Part 12

3.2K 98 6
                                    

Hey readers! Okay, malam ini gue bisa lanjutin story nya, soalnya kelas dibatalin tadi .. hehe
Si bapak dosen, bapaknya masuk RS .. GWS ya bapaknya bapak dosen .. Amin!

Gimana sejauh ini storynya? Ada yang rancu atau ngga nyambung ngga? Comment ya!

~

"Martin, sunset!" Bisik seorang gadis sampai urat lehernya keluar, gadis itu sedang berbaring dipangkuan Martin, ia menjadikan paha Martin sebagai bantal kepalanya.

"Aku lapar, makan saja dulu Lyn," jawab Martin seraya ingin beranjak dari sofa.

Gadis yang dipanggil Lyn itu langsung mengikuti Martin dan menahan tangannya, ia duduk bersila dilantai dan kedua kakinya itu melingkari satu kaki Martin.

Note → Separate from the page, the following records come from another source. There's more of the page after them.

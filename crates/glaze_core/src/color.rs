//! RGBA color values
//!
//! Colors are stored as normalized `f32` channels. In configuration files they
//! are written as hex strings (`"#RRGGBB"` or `"#RRGGBBAA"`).

use serde::{Deserialize, Deserializer};
use std::fmt;
use std::str::FromStr;
use thiserror::Error;

/// RGBA color
#[derive(Clone, Copy, Debug, PartialEq)]
pub struct Color {
    pub r: f32,
    pub g: f32,
    pub b: f32,
    pub a: f32,
}

/// Error returned when a hex color string cannot be parsed
#[derive(Error, Debug, Clone, PartialEq, Eq)]
#[error("invalid hex color `{0}` (expected #RRGGBB or #RRGGBBAA)")]
pub struct ColorParseError(pub String);

impl Color {
    pub const WHITE: Color = Color::rgb(1.0, 1.0, 1.0);
    pub const BLACK: Color = Color::rgb(0.0, 0.0, 0.0);

    pub const fn rgb(r: f32, g: f32, b: f32) -> Self {
        Self { r, g, b, a: 1.0 }
    }

    pub const fn rgba(r: f32, g: f32, b: f32, a: f32) -> Self {
        Self { r, g, b, a }
    }

    /// Build an opaque color from a `0xRRGGBB` literal
    pub fn from_hex(hex: u32) -> Self {
        let r = ((hex >> 16) & 0xFF) as f32 / 255.0;
        let g = ((hex >> 8) & 0xFF) as f32 / 255.0;
        let b = (hex & 0xFF) as f32 / 255.0;
        Self::rgb(r, g, b)
    }

    pub fn with_alpha(mut self, alpha: f32) -> Self {
        self.a = alpha;
        self
    }

    /// Clamp every channel into `[0, 1]`
    pub fn clamped(self) -> Self {
        Self {
            r: self.r.clamp(0.0, 1.0),
            g: self.g.clamp(0.0, 1.0),
            b: self.b.clamp(0.0, 1.0),
            a: self.a.clamp(0.0, 1.0),
        }
    }

    /// CSS `rgba()` notation, used for SVG attributes and inline styles
    pub fn to_css(&self) -> String {
        let c = self.clamped();
        format!(
            "rgba({}, {}, {}, {})",
            channel_to_u8(c.r),
            channel_to_u8(c.g),
            channel_to_u8(c.b),
            trim_float(c.a)
        )
    }

    /// `#RRGGBB` notation, alpha dropped
    pub fn to_rgb_hex(&self) -> String {
        let c = self.clamped();
        format!(
            "#{:02x}{:02x}{:02x}",
            channel_to_u8(c.r),
            channel_to_u8(c.g),
            channel_to_u8(c.b)
        )
    }

    /// `#RRGGBBAA` notation
    pub fn to_hex_string(&self) -> String {
        let c = self.clamped();
        format!(
            "#{:02x}{:02x}{:02x}{:02x}",
            channel_to_u8(c.r),
            channel_to_u8(c.g),
            channel_to_u8(c.b),
            channel_to_u8(c.a)
        )
    }
}

impl Default for Color {
    fn default() -> Self {
        Self::BLACK
    }
}

impl FromStr for Color {
    type Err = ColorParseError;

    fn from_str(s: &str) -> Result<Self, Self::Err> {
        let digits = s.trim().trim_start_matches('#');
        let err = || ColorParseError(s.to_string());

        if !(digits.len() == 6 || digits.len() == 8) || !digits.is_ascii() {
            return Err(err());
        }

        let channel = |i: usize| -> Result<f32, ColorParseError> {
            u8::from_str_radix(&digits[i..i + 2], 16)
                .map(|v| v as f32 / 255.0)
                .map_err(|_| err())
        };

        let a = if digits.len() == 8 { channel(6)? } else { 1.0 };
        Ok(Color::rgba(channel(0)?, channel(2)?, channel(4)?, a))
    }
}

impl fmt::Display for Color {
    fn fmt(&self, f: &mut fmt::Formatter<'_>) -> fmt::Result {
        f.write_str(&self.to_hex_string())
    }
}

impl<'de> Deserialize<'de> for Color {
    fn deserialize<D: Deserializer<'de>>(deserializer: D) -> Result<Self, D::Error> {
        let raw = String::deserialize(deserializer)?;
        raw.parse().map_err(serde::de::Error::custom)
    }
}

fn channel_to_u8(v: f32) -> u8 {
    (v * 255.0).round() as u8
}

/// Format a float without trailing zeros (`0.25`, `1`, `0.5`)
pub fn trim_float(v: f32) -> String {
    let s = format!("{:.3}", v);
    let s = s.trim_end_matches('0').trim_end_matches('.');
    if s.is_empty() || s == "-" || s == "-0" {
        "0".to_string()
    } else {
        s.to_string()
    }
}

Ia memeluk kaki Martin seperti seekor monyet yang menepel dipohon, ia memandang keatas, ke wajah Martin dan memasang ekspresi menyedihkan.

"Ayolah, aku ingin melihat sunset, saaaaaaaangat ingin."

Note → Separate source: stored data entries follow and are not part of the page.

impl GlassSurface {
    /// Mount a surface around `content`, taking a fresh filter id from
    /// `allocator`.
    pub fn mount(allocator: &FilterIdAllocator, source: SurfaceConfig, content: Layer) -> Self {
        let id = allocator.allocate();
        let config = source.resolve();
        let effect = Fade::new(0.0, source.transition.duration_ms, source.transition.easing);

        tracing::debug!("mounted glass surface {} ({})", id, source.variant);

        Self {
            filter: FilterSynthesizer::new(id, &config, Dimensions::ZERO),
            readiness: ReadinessCoordinator::new(),
            handlers: Vec::new(),
            dispatcher: EventDispatcher::new(),
            source,
            config,
            effect,
            content,
        }
    }

    /// Tear down: detach handlers and give the filter id back.
    pub fn unmount(mut self, allocator: &FilterIdAllocator) {
        let id = self.id();
        self.unbind_content();
        self.handlers.clear();
        allocator.release(id);
        tracing::debug!("unmounted glass surface {}", id);
    }

    pub fn id(&self) -> FilterId {
        self.filter.id()
    }

    /// Target for observation signals (resize, asset load) aimed at this
    /// surface. Interaction targets the content nodes instead.
    pub fn target(&self) -> EventTarget {
        EventTarget::Surface(self.id())
    }

    /// Caller nodes inside the content layer
    pub fn content_nodes(&self) -> Vec<UiNode> {
        self.content.ui_nodes()
    }

    /// Effective parameters
    pub fn config(&self) -> &GlassConfig {
        &self.config
    }

    pub fn variant(&self) -> VariantName {
        self.source.variant
    }

    pub fn overrides(&self) -> &GlassOverrides {
        &self.source.overrides
    }

    pub fn attributes(&self) -> &SurfaceAttributes {
        &self.source.attributes
    }

    pub fn filter(&self) -> &FilterDefinition {
        self.filter.definition()
    }

    /// Number of times this surface's filter has been re-synthesized
    pub fn filter_generation(&self) -> u64 {
        self.filter.generation()
    }

    pub fn readiness(&self) -> &ReadinessCoordinator {
        &self.readiness
    }

    pub fn readiness_state(&self) -> ReadinessState {
        self.readiness.state()
    }

    pub fn phase(&self) -> ReadinessPhase {
        self.readiness.phase()
    }

    pub fn should_show_fallback(&self) -> bool {
        self.readiness.should_show_fallback()
    }

    /// Run `callback` once the effect becomes ready
    pub fn on_ready<F: FnMut() + Send + 'static>(&mut self, callback: F) {
        self.readiness.on_ready(callback);
    }

    /// Switch preset, keeping overrides
    pub fn set_variant(&mut self, variant: VariantName) {
        self.source.variant = variant;
        self.reconfigure();
    }

    pub fn set_overrides(&mut self, overrides: GlassOverrides) {
        self.source.overrides = overrides;
        self.reconfigure();
    }

    /// Replace the caller content, moving content handlers onto the new
    /// nodes. Surfaces held by a `GlassContext` change content through
    /// `GlassContext::set_content` so its routing index stays current.
    pub(crate) fn set_content(&mut self, content: Layer) {
        self.unbind_content();
        self.content = content;
        for node in self.content.ui_nodes() {
            for (event_type, handler) in &self.handlers {
                let handler = handler.clone();
                self.dispatcher
                    .register(EventTarget::Node(node), *event_type, move |e| handler(e));
            }
        }
    }

    fn unbind_content(&mut self) {
        for node in self.content.ui_nodes() {
            self.dispatcher.unregister_target(EventTarget::Node(node));
        }
    }

    fn reconfigure(&mut self) {
        self.config = self.source.resolve();
        self.filter.update(&self.config, self.readiness.dimensions());
    }

    /// Feed a layout observation
    pub fn observe_size(&mut self, dimensions: Dimensions) {
        if self.readiness.observe_size(dimensions) {
            self.filter.update(&self.config, dimensions);
        }
        self.sync_effect();
    }

    /// Feed the filter asset's load signal
    pub fn attach_asset(&mut self) {
        self.readiness.attach_asset();
        self.sync_effect();
    }

    fn sync_effect(&mut self) {
        if self.readiness.is_ready() {
            self.effect.fade_to(1.0);
        }
    }

    /// Register a handler for interaction events on any node of this
    /// surface's content
    pub fn on<F>(&mut self, event_type: EventType, handler: F)
    where
        F: Fn(&Event) + Send + Sync + 'static,
    {
        let handler: ContentHandler = Arc::new(handler);
        for node in self.content.ui_nodes() {
            let handler = handler.clone();
            self.dispatcher
                .register(EventTarget::Node(node), event_type, move |e| handler(e));
        }
        self.handlers.push((event_type, handler));
    }

    /// Route an event aimed at this surface or its content.
    ///
    /// Resize and asset-load events aimed at the surface drive readiness.
    /// Interaction events aimed at one of its content nodes go to content
    /// handlers whatever the readiness state. Returns true when the event was
    /// consumed.
    pub fn handle_event(&mut self, event: &mut Event) -> bool {
        match event.target {
            EventTarget::Surface(id) if id == self.id() => match event.event_type {
                event_types::RESIZE => match event.data {
                    EventData::Resize { width, height } => {
                        self.observe_size(Dimensions::new(width, height));
                        true
                    }
                    _ => false,
                },
                event_types::ASSET_LOAD => {
                    self.attach_asset();
                    true
                }
                _ => false,
            },
            EventTarget::Node(node) if event_types::is_interaction(event.event_type) => {
                self.content.ui_nodes().contains(&node) && self.dispatcher.dispatch(event) > 0
            }
            _ => false,
        }
    }

    /// Advance the fade. Returns true while it still needs frames.
    pub fn tick(&mut self, dt_ms: f32) -> bool {
        self.effect.tick(dt_ms)
    }

    /// Current opacity of the backdrop and filtered layers
    pub fn effect_opacity(&self) -> f32 {
        self.effect.value()
    }

    /// Standalone SVG document carrying this surface's filter
    pub fn filter_asset(&self) -> String {
        self.filter.definition().to_svg_asset()
    }

    /// Build the layer tree for the current frame
    pub fn render(&self) -> Layer {
        let effect = self.effect.value();
        let corner_radius = CornerRadius::uniform(self.config.radius);
        let tint = Color::WHITE.with_alpha(self.config.frost);

        let mut layers = Vec::with_capacity(5);

        if effect < 1.0 {
            layers.push(
                Layer::Fill {
                    color: tint,
                    corner_radius,
                    props: LayerProperties::new()
                        .with_name(layer_names::FALLBACK)
                        .inert(),
                }
                .with_opacity(1.0 - effect),
            );
        }

        layers.push(
            Layer::Backdrop {
                blur: self.config.backdrop_blur,
                tint,
                corner_radius,
                props: LayerProperties::new()
                    .with_name(layer_names::BACKDROP)
                    .inert(),
            }
            .with_opacity(effect),
        );

        layers.push(
            Layer::Filtered {
                filter: self.id(),
                corner_radius,
                props: LayerProperties::new()
                    .with_name(layer_names::FILTERED)
                    .inert(),
            }
            .with_opacity(effect),
        );

        if let Some(color) = self.config.border_color {
            layers.push(Layer::Border {
                color,
                width: BORDER_WIDTH,
                corner_radius,
                props: LayerProperties::new()
                    .with_name(layer_names::BORDER)
                    .inert(),
            });
        }

        layers.push(Layer::Stack {
            layers: vec![self.content.clone()],
            props: LayerProperties::new().with_name(layer_names::CONTENT),
        });

        Layer::Stack {
            layers,
            props: self.outer_props(),
        }
    }

    fn outer_props(&self) -> LayerProperties {
        let attributes = &self.source.attributes;
        let mut props = LayerProperties::new().with_name(layer_names::SURFACE);
        for class in &attributes.class_names {
            props = props.with_class(class.clone());
        }
        for (property, value) in &attributes.style {
            props = props.with_style(property.clone(), value.clone());
        }
        props
    }
}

"Kamu sangat ingin?" Tanya Martin.

Gadis itu menganggukan kepalanya berkali-kali sambil tersenyum lebar.

"Baiklah."
Martin menyodorkan tangannya untuk membantu gadis itu berdiri. Gadis itu menerima sodoran tangan itu dan melompat memeluk Martin.

"Terima kasih!" Bisiknya lembut lalu mengecup ringat pipi Martin. Ia mengedipkan mata kirinya dan bergegas kedapur lalu muncul kembali sepersekian detik kemudian dengan apel merah yang tampak segar ditangannya.

"Aku tak akan membiarkanmu kelaparan." Ia memberikan apel itu kepada Martin lalu menggandeng lelaki pemalas itu.

Martin menyayangi gadis itu melebihi apapun dihidupnya, ia memang tipe lelaki yang tidak perhatian dan mempunyai pekerjaan yang tergolong mendekati kriminalitas. Tapi Martin tidak pernah jujur soal pekerjaannya kepada gadis itu, karena pekerjaannya jugalah ia harus benar-benar menjaga gadis itu. Ia akan menghancurkan siapa pun yang akan mengganggu kebahagiaan dan hubungan mereka berdua.

...

"Martin, gendong!" Seru gadis yang sedang bergelayut manja dilengan Martin sambil menghentikan langkah mereka, ia menempelkan dagunya ke bahu Martin dan memandang manja pada Martin. Sudah lama ia tak digendong lelaki itu, terakhir seingatnya adalah saat ia lulus SMA dulu, saat ia menyatakan perasaannya kepada Martin.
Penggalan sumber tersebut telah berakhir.